Starting at the top of the entries, restate word for word each line up to and including the one with "pub static HTTP_REQUEST_DURATION_SECONDS: OnceLock<HistogramVec>".

** Opening DATA LISTING block **

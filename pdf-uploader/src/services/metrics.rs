use prometheus::{Encoder, HistogramVec, IntCounterVec, Opts, Registry, TextEncoder};
use std::sync::OnceLock;

// Global registry
pub static REGISTRY: OnceLock<Registry> = OnceLock::new();

// Metrics
pub static HTTP_REQUESTS_TOTAL: OnceLock<IntCounterVec> = OnceLock::new();
pub static HTTP_REQUEST_DURATION_SECONDS: OnceLock<HistogramVec> = OnceLock::new();
pub static FILES_API_REQUESTS_TOTAL: OnceLock<IntCounterVec> = OnceLock::new();

pub fn init_metrics() -> Result<(), prometheus::Error> {
    let registry = Registry::new();

    let requests_total = IntCounterVec::new(
        Opts::new("http_requests_total", "Total number of HTTP requests"),
        &["method", "path", "status"],
    )?;

    let request_duration = HistogramVec::new(
        prometheus::HistogramOpts::new(
            "http_request_duration_seconds",
            "HTTP request duration in seconds",
        ),
        &["method", "path", "status"],
    )?;

    let files_api_requests = IntCounterVec::new(
        Opts::new(
            "files_api_requests_total",
            "Calls made to the remote files API",
        ),
        &["operation", "outcome"],
    )?;

    registry.register(Box::new(requests_total.clone()))?;
    registry.register(Box::new(request_duration.clone()))?;
    registry.register(Box::new(files_api_requests.clone()))?;

    // First initialisation wins
    let _ = REGISTRY.set(registry);
    let _ = HTTP_REQUESTS_TOTAL.set(requests_total);
    let _ = HTTP_REQUEST_DURATION_SECONDS.set(request_duration);
    let _ = FILES_API_REQUESTS_TOTAL.set(files_api_requests);

    Ok(())
}

/// No-op until [`init_metrics`] has run.
pub fn record_http_request(method: &str, path: &str, status: &str, seconds: f64) {
    let labels = [method, path, status];
    if let Some(counter) = HTTP_REQUESTS_TOTAL.get() {
        counter.with_label_values(&labels).inc();
    }
    if let Some(histogram) = HTTP_REQUEST_DURATION_SECONDS.get() {
        histogram.with_label_values(&labels).observe(seconds);
    }
}

/// No-op until [`init_metrics`] has run.
pub fn record_files_api_call(operation: &str, success: bool) {
    if let Some(counter) = FILES_API_REQUESTS_TOTAL.get() {
        let outcome = if success { "success" } else { "error" };
        counter.with_label_values(&[operation, outcome]).inc();
    }
}

pub fn get_metrics() -> anyhow::Result<String> {
    let registry = REGISTRY
        .get()
        .ok_or_else(|| anyhow::anyhow!("metrics registry not initialized"))?;

    let mut buffer = Vec::new();
    TextEncoder::new().encode(&registry.gather(), &mut buffer)?;
    Ok(String::from_utf8(buffer)?)
}

#[cfg(test)]
mod tests {
    use super::*;

    #[test]
    fn exposes_files_api_counters() {
        init_metrics().unwrap();
        record_files_api_call("delete", true);
        record_http_request("GET", "/files", "200", 0.01);

        let text = get_metrics().unwrap();
        assert!(text.contains("files_api_requests_total"));
        assert!(text.contains("operation=\"delete\""));
        assert!(text.contains("http_requests_total"));
    }
}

** Closing DATA LISTING block **

* TASK RESPONSE:
filename pdf-uploader/src/services/metrics.rs
use prometheus::{Encoder, HistogramVec, IntCounterVec, Opts, Registry, TextEncoder};
use std::sync::OnceLock;

// Global registry
pub static REGISTRY: OnceLock<Registry> = OnceLock::new();

// Metrics
pub static HTTP_REQUESTS_TOTAL: OnceLock<IntCounterVec> = OnceLock::new();
pub static HTTP_REQUEST_DURATION_SECONDS: OnceLock<HistogramVec> = OnceLock::new();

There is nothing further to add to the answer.